Permanecimos dos días en el mar y, por fin, encontramos una isla agradable en la cual desembarcamos. Después de comer algo de fruta, nos acostamos a dormir. Sin embargo, pronto fuimos despertados por el silbido de una serpiente, y uno de mis compañeros fue engullido de inmediato por la terrible criatura. Subí a un árbol tan velozmente como pude y alcancé las ramas más altas. Mi otro compañero me siguió, pero el terrible animal reptó por el árbol y lo cogió. Entonces, la serpiente bajó y se escurrió a lo lejos. Esperé hasta el día siguiente antes de abandonar mi refugio. Al llegar el atardecer, amontoné palos, zarzas y espinas en unos hatillos que coloqué alrededor del árbol hasta donde empiezan las ramas. Después subí a las más altas. Por la noche la serpiente regresó otra vez, pero no pudo acercarse debidamente. Se arrastró en vano alrededor del vallado de zarza y espinas hasta el amanecer, instante en que se alejó.
Al otro día yo estaba en tal estado de afiebramiento que decidí arrojarme al mar. Pero en el momento en que me disponía a saltar, vi las velas de un barco a cierta distancia. Con el lienzo de mi turbante hice una especie de bandera blanca como señal, la que agité hasta que fui visto por la gente del barco. Me llevaron a bordo y ahí conté todo lo que me había sucedido.

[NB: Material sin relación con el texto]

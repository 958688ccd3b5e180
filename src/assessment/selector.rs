//! Alternation between the sequence-memory and digit-span batteries

use std::fmt::Display;

use log::info;
use serde::{Deserialize, Serialize};

use crate::core::error::BatteryError;
use crate::storage::records::{AttemptCounts, SubjectIdentity};
use crate::storage::ResultStore;

/// Battery administered at the start of a visit
#[derive(Debug, Clone, Copy, Serialize, Deserialize, PartialEq, Eq)]
#[serde(rename_all = "snake_case")]
pub enum BatteryKind {
    /// Visual sequence memory
    ASet,
    /// Digit span
    BSet,
}

impl BatteryKind {
    /// Even totals start the A-Set, odd totals the B-Set
    pub fn from_counts(counts: &AttemptCounts) -> Self {
        if counts.total() % 2 == 0 {
            BatteryKind::ASet
        } else {
            BatteryKind::BSet
        }
    }

    /// Where the subject's device goes to begin this battery
    pub fn entry_target(&self) -> &'static str {
        match self {
            BatteryKind::ASet => "/a-set/practice",
            BatteryKind::BSet => "/test",
        }
    }

    pub fn label(&self) -> &'static str {
        match self {
            BatteryKind::ASet => "a_set",
            BatteryKind::BSet => "b_set",
        }
    }
}

impl Display for BatteryKind {
    fn fmt(&self, f: &mut std::fmt::Formatter<'_>) -> std::fmt::Result {
        match self {
            BatteryKind::ASet => write!(f, "A-Set"),
            BatteryKind::BSet => write!(f, "B-Set"),
        }
    }
}

/// Decide which battery a returning subject starts with
pub fn select_battery(
    store: &dyn ResultStore,
    subject: &SubjectIdentity,
) -> Result<BatteryKind, BatteryError> {
    let counts = store.count_attempts(subject)?;
    let kind = BatteryKind::from_counts(&counts);
    info!(
        "Subject {}/{} has {} A-Set and {} B-Set attempts, selecting {}",
        subject.administrator, subject.name, counts.a_set, counts.b_set, kind
    );
    Ok(kind)
}
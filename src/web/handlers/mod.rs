pub mod visit;
pub mod a_set;
pub mod results;
pub mod system;

use actix_web::{HttpRequest, HttpResponse};
use log::error;

use crate::core::error::BatteryError;
use crate::web::models::ErrorResponse;

/// Cookie carrying the visit's session id
pub const SESSION_COOKIE: &str = "battery_session";

/// Session id of the current request, if a visit was started
pub fn session_id(req: &HttpRequest) -> Result<String, BatteryError> {
    req.cookie(SESSION_COOKIE)
        .map(|c| c.value().to_string())
        .ok_or_else(|| BatteryError::InvalidState("session expired or never started".to_string()))
}

/// Map a core error onto an HTTP response
pub fn error_response(err: &BatteryError) -> HttpResponse {
    let body = ErrorResponse::from(err);
    match err {
        BatteryError::InvalidState(_) => HttpResponse::Conflict().json(body),
        BatteryError::MalformedInput(_) => HttpResponse::BadRequest().json(body),
        BatteryError::Unauthorized(_) => HttpResponse::Forbidden().json(body),
        BatteryError::ConfigurationError(_) | BatteryError::PersistenceFailure(_) => {
            error!("Request failed: {}", err);
            HttpResponse::InternalServerError().json(body)
        }
    }
}
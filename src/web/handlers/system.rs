use actix_web::{web, HttpResponse, Responder};

use crate::core::metrics;
use crate::web::server::AppState;

/// Service version and the active battery configuration
pub async fn get_status(data: web::Data<AppState>) -> impl Responder {
    let config = data.coordinator.config();
    HttpResponse::Ok().json(serde_json::json!({
        "success": true,
        "version": env!("CARGO_PKG_VERSION"),
        "levels": config.levels,
        "problemsPerLevel": config.problems_per_level,
        "practiceLevel": config.practice_level,
        "canvas": config.canvas,
    }))
}

/// Prometheus exposition
pub async fn get_metrics() -> impl Responder {
    HttpResponse::Ok()
        .content_type("text/plain; version=0.0.4")
        .body(metrics::render())
}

El capitán fue muy amable y me dijo que tenía unos fardos de mercaderías que habían pertenecido a un comerciante al que, por casualidad, había dejado abandonado en la isla. Como este hombre ahora estaba muerto, quería vender las mercaderías y dar el dinero a los amigos del comerciante. El capitán agregó que yo podría tener la oportunidad de venderlas y así ganar un poco de dinero. Descubrí que éste era el capitán con quien había navegado en mi segundo viaje. Pronto lo hice recordar que yo era realmente Simbad, a quien él creía perdido. Se alegró de ello y de inmediato dijo que las mercaderías eran mías. Continué mi viaje, vendí mis existencias, reuní una gran fortuna y retorné a Bagdad.